*About this task*:
From the records below, please repeat exactly the line that has "filename src/error.rs", the line that has "data is empty.", and every line between them, and nothing else.

*Records shown*:
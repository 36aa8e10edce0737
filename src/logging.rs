use std::path::Path;
use std::sync::{Mutex, Once};

use tracing_subscriber::{fmt, EnvFilter};

static TRACING_INIT: Once = Once::new();

/// Install the global subscriber, writing to `log_file`.
///
/// The filter comes from `MONEYFLOW_LOG`, then `default_filter`. Logging
/// never goes to the terminal since the TUI owns it. If the file cannot be
/// opened, logging stays off.
pub(crate) fn init_tracing(log_file: &Path, default_filter: &str) {
    TRACING_INIT.call_once(|| {
        let filter = EnvFilter::try_from_env("MONEYFLOW_LOG")
            .or_else(|_| EnvFilter::try_new(default_filter))
            .unwrap_or_else(|_| EnvFilter::new("moneyflow=info"));

        let file = match std::fs::OpenOptions::new()
            .create(true)
            .append(true)
            .open(log_file)
        {
            Ok(file) => file,
            Err(e) => {
                eprintln!("Warning: cannot open log file {}: {e}", log_file.display());
                return;
            }
        };

        let _ = fmt()
            .with_env_filter(filter)
            .with_ansi(false)
            .with_writer(Mutex::new(file))
            .try_init();
    });
}
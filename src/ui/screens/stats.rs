use ratatui::{
    layout::{Constraint, Direction, Layout, Rect},
    text::{Line, Span},
    widgets::{Cell, Paragraph, Row, Table},
    Frame,
};

use crate::models::{format_day, REFERENCE_CURRENCY};
use crate::ui::app::App;
use crate::ui::theme;
use crate::ui::util::{format_amount, format_delta, percent, truncate};

pub(crate) fn render(f: &mut Frame, area: Rect, app: &App) {
    let chunks = Layout::default()
        .direction(Direction::Horizontal)
        .constraints([Constraint::Percentage(60), Constraint::Percentage(40)])
        .split(area);

    render_categories(f, chunks[0], app);
    render_earnings(f, chunks[1], app);
}

fn render_categories(f: &mut Frame, area: Rect, app: &App) {
    let title = format!(
        "Categories since {} ({REFERENCE_CURRENCY}) | :months <n>",
        format_day(app.stats_since)
    );

    if app.breakdown.is_empty() {
        let reason = app
            .rates_error
            .as_deref()
            .unwrap_or("No flows in this period");
        let msg = Paragraph::new(vec![
            Line::from(""),
            Line::from(Span::styled(reason, theme::dim_style())),
        ])
        .centered()
        .block(theme::panel(title));
        f.render_widget(msg, area);
        return;
    }

    let header_cells = ["Category", "Spent", "%", "Earned", "%"]
        .iter()
        .map(|h| Cell::from(*h).style(theme::header_style()));
    let header = Row::new(header_cells).height(1);

    let rows: Vec<Row> = app
        .breakdown
        .iter()
        .enumerate()
        .skip(app.stats_scroll)
        .take(area.height.saturating_sub(3) as usize)
        .map(|(i, totals)| {
            let style = if i % 2 == 1 {
                theme::alt_row_style()
            } else {
                theme::normal_style()
            };
            Row::new(vec![
                Cell::from(truncate(&totals.category.name, 18)),
                Cell::from(Span::styled(
                    format_amount(totals.expense, ""),
                    theme::expense_style(),
                )),
                Cell::from(percent(totals.expense_share)),
                Cell::from(Span::styled(
                    format_amount(totals.income, ""),
                    theme::income_style(),
                )),
                Cell::from(percent(totals.income_share)),
            ])
            .style(style)
        })
        .collect();

    let widths = [
        Constraint::Min(12),
        Constraint::Length(14),
        Constraint::Length(7),
        Constraint::Length(14),
        Constraint::Length(7),
    ];
    let table = Table::new(rows, widths)
        .header(header)
        .column_spacing(1)
        .block(theme::panel(title));
    f.render_widget(table, area);
}

fn render_earnings(f: &mut Frame, area: Rect, app: &App) {
    let header_cells = ["Account", "In", "Out", "Net"]
        .iter()
        .map(|h| Cell::from(*h).style(theme::header_style()));
    let header = Row::new(header_cells).height(1);

    let rows: Vec<Row> = app
        .earnings
        .iter()
        .map(|e| {
            let currency = e.account.currency.as_str();
            let net = e.net();
            Row::new(vec![
                Cell::from(format!("{} ({currency})", truncate(&e.account.name, 12))),
                Cell::from(Span::styled(format_amount(e.income, ""), theme::income_style())),
                Cell::from(Span::styled(format_amount(e.expense, ""), theme::expense_style())),
                Cell::from(Span::styled(format_delta(net, ""), theme::amount_style(net))),
            ])
        })
        .collect();

    let widths = [
        Constraint::Min(12),
        Constraint::Length(12),
        Constraint::Length(12),
        Constraint::Length(12),
    ];
    let table = Table::new(rows, widths)
        .header(header)
        .column_spacing(1)
        .block(theme::panel("Per account"));
    f.render_widget(table, area);
}
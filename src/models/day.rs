use anyhow::{Context, Result};
use chrono::{DateTime, NaiveDate};

pub const DAY_FORMAT: &str = "%Y-%m-%d";

/// Parse a civil calendar day.
///
/// Accepts `YYYY-MM-DD` or an RFC 3339 timestamp. For timestamps the date is
/// taken as written: the offset and time of day are dropped, never applied.
pub fn parse_day(s: &str) -> Result<NaiveDate> {
    let s = s.trim();
    if let Ok(day) = NaiveDate::parse_from_str(s, DAY_FORMAT) {
        return Ok(day);
    }
    let stamp = DateTime::parse_from_rfc3339(s)
        .with_context(|| format!("Invalid date '{s}', expected YYYY-MM-DD"))?;
    Ok(stamp.date_naive())
}

pub fn format_day(day: NaiveDate) -> String {
    day.format(DAY_FORMAT).to_string()
}
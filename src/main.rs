mod config;
mod db;
mod ledger;
mod logging;
mod models;
mod rates;
mod replay;
mod run;
mod stats;
mod ui;

use anyhow::Result;

fn main() -> Result<()> {
    let args: Vec<String> = std::env::args().collect();
    let paths = config::Paths::discover()?;
    let config = config::Config::load(&paths.config_file)?;
    logging::init_tracing(&paths.log_file(), &config.log_filter);

    let mut db = db::Database::open(&paths.database())?;

    match args.len() {
        1 => run::as_tui(&mut db, &config),
        2.. => run::as_cli(&args, &mut db, &config),
        _ => {
            eprintln!("Usage: moneyflow [command]");
            Ok(())
        }
    }
}
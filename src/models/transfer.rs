use chrono::NaiveDate;
use rust_decimal::Decimal;

/// Money moved between two accounts, possibly across currencies.
#[derive(Debug, Clone, PartialEq)]
pub struct Transfer {
    pub id: Option<i64>,
    pub name: String,
    /// Debited from `from_account`, in its currency.
    pub amount: Decimal,
    /// Fixed when the transfer is recorded; `amount * rate` lands on `to_account`.
    pub rate: Decimal,
    pub category_id: i64,
    pub from_account: i64,
    pub to_account: i64,
    pub date: NaiveDate,
}

impl Transfer {
    pub fn new(
        name: String,
        amount: Decimal,
        rate: Decimal,
        category_id: i64,
        from_account: i64,
        to_account: i64,
        date: NaiveDate,
    ) -> Self {
        Self {
            id: None,
            name,
            amount,
            rate,
            category_id,
            from_account,
            to_account,
            date,
        }
    }

    /// Amount credited to the destination account, in its currency.
    /// `None` when `amount * rate` does not fit a decimal.
    pub fn credited(&self) -> Option<Decimal> {
        self.amount.checked_mul(self.rate)
    }

    pub fn touches(&self, account_id: i64) -> bool {
        self.from_account == account_id || self.to_account == account_id
    }
}
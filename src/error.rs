//! Error types for the anofox-anomaly library.

use thiserror::Error;

/// Result type alias for anomaly detection operations.
pub type Result<T> = std::result::Result<T, AnomalyError>;

/// Errors that can occur during decomposition and anomaly scoring.
#[derive(Error, Debug, Clone, PartialEq)]
pub enum AnomalyError {
    /// Input data is empty.
    #[error("empty input data")]
    EmptyData,

    /// Insufficient data points for the operation.
    #[error("insufficient data: need at least {needed}, got {got}")]
    InsufficientData { needed: usize, got: usize },

    /// Invalid parameter value.
    #[error("invalid parameter: {0}")]
    InvalidParameter(String),

    /// FFT length is not a power of two of at least 64.
    #[error("invalid fft length: {0} (must be a power of two >= 64)")]
    InvalidFftLength(usize),

    /// Spectral peak index cannot be converted into a period range.
    #[error("invalid period: spectral peak at index {index}")]
    InvalidPeriod { index: usize },

    /// Period bounds are inconsistent with each other or with the series.
    #[error("invalid period range [{min_period}, {max_period}] for series of length {len}")]
    InvalidPeriodRange {
        min_period: usize,
        max_period: usize,
        len: usize,
    },

    /// Missing values detected when not allowed.
    #[error("missing values detected in data")]
    MissingValues,
}

#[cfg(test)]
mod tests {
    use super::*;

    #[test]
    fn error_messages_are_descriptive() {
        let err = AnomalyError::EmptyData;
        assert_eq!(err.to_string(), "empty input data");

        let err = AnomalyError::InsufficientData {
            needed: 64,
            got: 10,
        };
        assert_eq!(
            err.to_string(),
            "insufficient data: need at least 64, got 10"
        );

        let err = AnomalyError::InvalidFftLength(100);
        assert_eq!(
            err.to_string(),
            "invalid fft length: 100 (must be a power of two >= 64)"
        );

        let err = AnomalyError::InvalidPeriod { index: 1 };
        assert_eq!(err.to_string(), "invalid period: spectral peak at index 1");

        let err = AnomalyError::InvalidPeriodRange {
            min_period: 20,
            max_period: 10,
            len: 100,
        };
        assert_eq!(
            err.to_string(),
            "invalid period range [20, 10] for series of length 100"
        );
    }

    #[test]
    fn errors_are_clonable_and_comparable() {
        let err1 = AnomalyError::MissingValues;
        let err2 = err1.clone();
        assert_eq!(err1, err2);
        assert_ne!(err1, AnomalyError::EmptyData);
    }
}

*Response to the exercise*:
filename src/error.rs
//! Error types for the anofox-anomaly library.

use thiserror::Error;

/// Result type alias for anomaly detection operations.
pub type Result<T> = std::result::Result<T, AnomalyError>;

/// Errors that can occur during decomposition and anomaly scoring.
#[derive(Error, Debug, Clone, PartialEq)]
pub enum AnomalyError {
    /// Input data is empty.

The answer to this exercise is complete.